• _Work task_: Give back the line containing "let mut core = core_vmap.to_vec();" along with every line after it, exactly, until the entries end.

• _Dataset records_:
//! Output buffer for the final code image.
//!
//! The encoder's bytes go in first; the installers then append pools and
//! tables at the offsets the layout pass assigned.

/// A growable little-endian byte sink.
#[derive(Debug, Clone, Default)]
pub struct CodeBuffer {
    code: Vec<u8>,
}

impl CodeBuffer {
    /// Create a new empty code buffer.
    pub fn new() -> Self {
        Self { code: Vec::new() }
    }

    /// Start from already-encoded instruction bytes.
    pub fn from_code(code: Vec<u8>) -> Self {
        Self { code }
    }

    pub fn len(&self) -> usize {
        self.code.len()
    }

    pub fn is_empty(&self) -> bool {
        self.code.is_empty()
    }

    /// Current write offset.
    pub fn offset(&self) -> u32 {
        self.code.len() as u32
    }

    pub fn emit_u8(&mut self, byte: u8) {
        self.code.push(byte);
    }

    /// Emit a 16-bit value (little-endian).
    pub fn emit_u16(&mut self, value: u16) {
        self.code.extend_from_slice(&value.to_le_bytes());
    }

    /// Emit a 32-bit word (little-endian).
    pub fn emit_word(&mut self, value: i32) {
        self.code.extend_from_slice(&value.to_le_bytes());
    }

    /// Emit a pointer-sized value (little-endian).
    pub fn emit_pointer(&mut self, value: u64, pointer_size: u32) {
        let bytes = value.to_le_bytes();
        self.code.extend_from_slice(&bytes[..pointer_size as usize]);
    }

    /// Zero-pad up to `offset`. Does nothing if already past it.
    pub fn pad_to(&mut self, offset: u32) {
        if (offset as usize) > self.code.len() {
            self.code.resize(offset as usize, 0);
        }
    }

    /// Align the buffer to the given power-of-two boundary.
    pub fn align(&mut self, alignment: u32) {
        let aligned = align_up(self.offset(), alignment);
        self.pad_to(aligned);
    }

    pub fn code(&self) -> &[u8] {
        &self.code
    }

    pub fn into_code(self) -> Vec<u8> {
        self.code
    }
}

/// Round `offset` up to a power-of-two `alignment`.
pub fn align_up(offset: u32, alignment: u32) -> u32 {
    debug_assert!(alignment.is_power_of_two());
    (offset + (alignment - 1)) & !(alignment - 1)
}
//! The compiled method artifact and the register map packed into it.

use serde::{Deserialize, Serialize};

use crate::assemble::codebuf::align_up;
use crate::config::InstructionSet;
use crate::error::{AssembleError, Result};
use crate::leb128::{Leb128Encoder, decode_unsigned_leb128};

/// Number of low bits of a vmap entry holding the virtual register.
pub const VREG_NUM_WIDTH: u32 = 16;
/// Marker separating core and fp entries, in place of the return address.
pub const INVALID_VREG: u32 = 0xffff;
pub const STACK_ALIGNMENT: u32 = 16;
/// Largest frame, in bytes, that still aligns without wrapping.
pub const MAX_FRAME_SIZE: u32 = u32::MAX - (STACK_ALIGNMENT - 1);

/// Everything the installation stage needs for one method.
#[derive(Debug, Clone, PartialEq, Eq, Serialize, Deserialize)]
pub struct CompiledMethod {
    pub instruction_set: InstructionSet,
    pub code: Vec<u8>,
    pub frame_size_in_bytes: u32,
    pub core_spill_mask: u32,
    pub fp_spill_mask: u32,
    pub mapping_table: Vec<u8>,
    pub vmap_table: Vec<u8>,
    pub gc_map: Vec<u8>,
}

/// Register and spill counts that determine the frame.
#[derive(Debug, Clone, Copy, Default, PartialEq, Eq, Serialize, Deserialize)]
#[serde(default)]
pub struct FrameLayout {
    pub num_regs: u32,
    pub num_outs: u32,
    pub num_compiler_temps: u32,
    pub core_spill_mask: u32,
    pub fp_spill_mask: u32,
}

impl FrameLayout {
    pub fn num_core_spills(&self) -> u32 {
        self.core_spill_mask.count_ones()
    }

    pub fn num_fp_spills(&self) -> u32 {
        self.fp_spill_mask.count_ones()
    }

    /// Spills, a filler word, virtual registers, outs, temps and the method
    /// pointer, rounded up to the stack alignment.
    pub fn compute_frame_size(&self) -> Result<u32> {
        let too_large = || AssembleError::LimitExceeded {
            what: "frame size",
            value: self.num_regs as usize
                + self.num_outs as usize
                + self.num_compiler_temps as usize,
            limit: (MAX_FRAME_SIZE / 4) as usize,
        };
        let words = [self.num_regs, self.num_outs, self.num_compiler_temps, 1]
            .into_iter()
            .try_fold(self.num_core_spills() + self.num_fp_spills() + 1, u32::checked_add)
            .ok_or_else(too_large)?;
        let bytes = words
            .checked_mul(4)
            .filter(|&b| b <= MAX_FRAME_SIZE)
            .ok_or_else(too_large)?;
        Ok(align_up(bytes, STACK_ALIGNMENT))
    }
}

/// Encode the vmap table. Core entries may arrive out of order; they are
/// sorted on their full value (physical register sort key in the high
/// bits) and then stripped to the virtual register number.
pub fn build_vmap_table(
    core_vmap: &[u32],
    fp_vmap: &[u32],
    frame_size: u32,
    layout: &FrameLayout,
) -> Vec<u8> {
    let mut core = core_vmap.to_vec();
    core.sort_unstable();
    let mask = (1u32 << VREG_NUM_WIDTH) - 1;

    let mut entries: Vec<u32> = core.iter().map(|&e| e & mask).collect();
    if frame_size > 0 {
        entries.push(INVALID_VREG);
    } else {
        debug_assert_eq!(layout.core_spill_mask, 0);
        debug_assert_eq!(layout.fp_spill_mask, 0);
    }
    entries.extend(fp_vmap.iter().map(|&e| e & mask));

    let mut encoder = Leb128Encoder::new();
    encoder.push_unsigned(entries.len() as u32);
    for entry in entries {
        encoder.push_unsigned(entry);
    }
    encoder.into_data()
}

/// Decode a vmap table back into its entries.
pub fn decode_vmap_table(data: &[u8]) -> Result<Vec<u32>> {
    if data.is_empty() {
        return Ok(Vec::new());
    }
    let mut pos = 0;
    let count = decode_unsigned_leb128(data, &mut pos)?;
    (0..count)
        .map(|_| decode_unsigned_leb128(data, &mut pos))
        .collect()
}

• _Response box_:
    let mut core = core_vmap.to_vec();
    core.sort_unstable();
    let mask = (1u32 << VREG_NUM_WIDTH) - 1;

    let mut entries: Vec<u32> = core.iter().map(|&e| e & mask).collect();
    if frame_size > 0 {
        entries.push(INVALID_VREG);
    } else {
        debug_assert_eq!(layout.core_spill_mask, 0);
        debug_assert_eq!(layout.fp_spill_mask, 0);
    }
    entries.extend(fp_vmap.iter().map(|&e| e & mask));

    let mut encoder = Leb128Encoder::new();
    encoder.push_unsigned(entries.len() as u32);
    for entry in entries {
        encoder.push_unsigned(entry);
    }
    encoder.into_data()
}

/// Decode a vmap table back into its entries.
pub fn decode_vmap_table(data: &[u8]) -> Result<Vec<u32>> {
    if data.is_empty() {
        return Ok(Vec::new());
    }
    let mut pos = 0;
    let count = decode_unsigned_leb128(data, &mut pos)?;
    (0..count)
        .map(|_| decode_unsigned_leb128(data, &mut pos))
        .collect()
}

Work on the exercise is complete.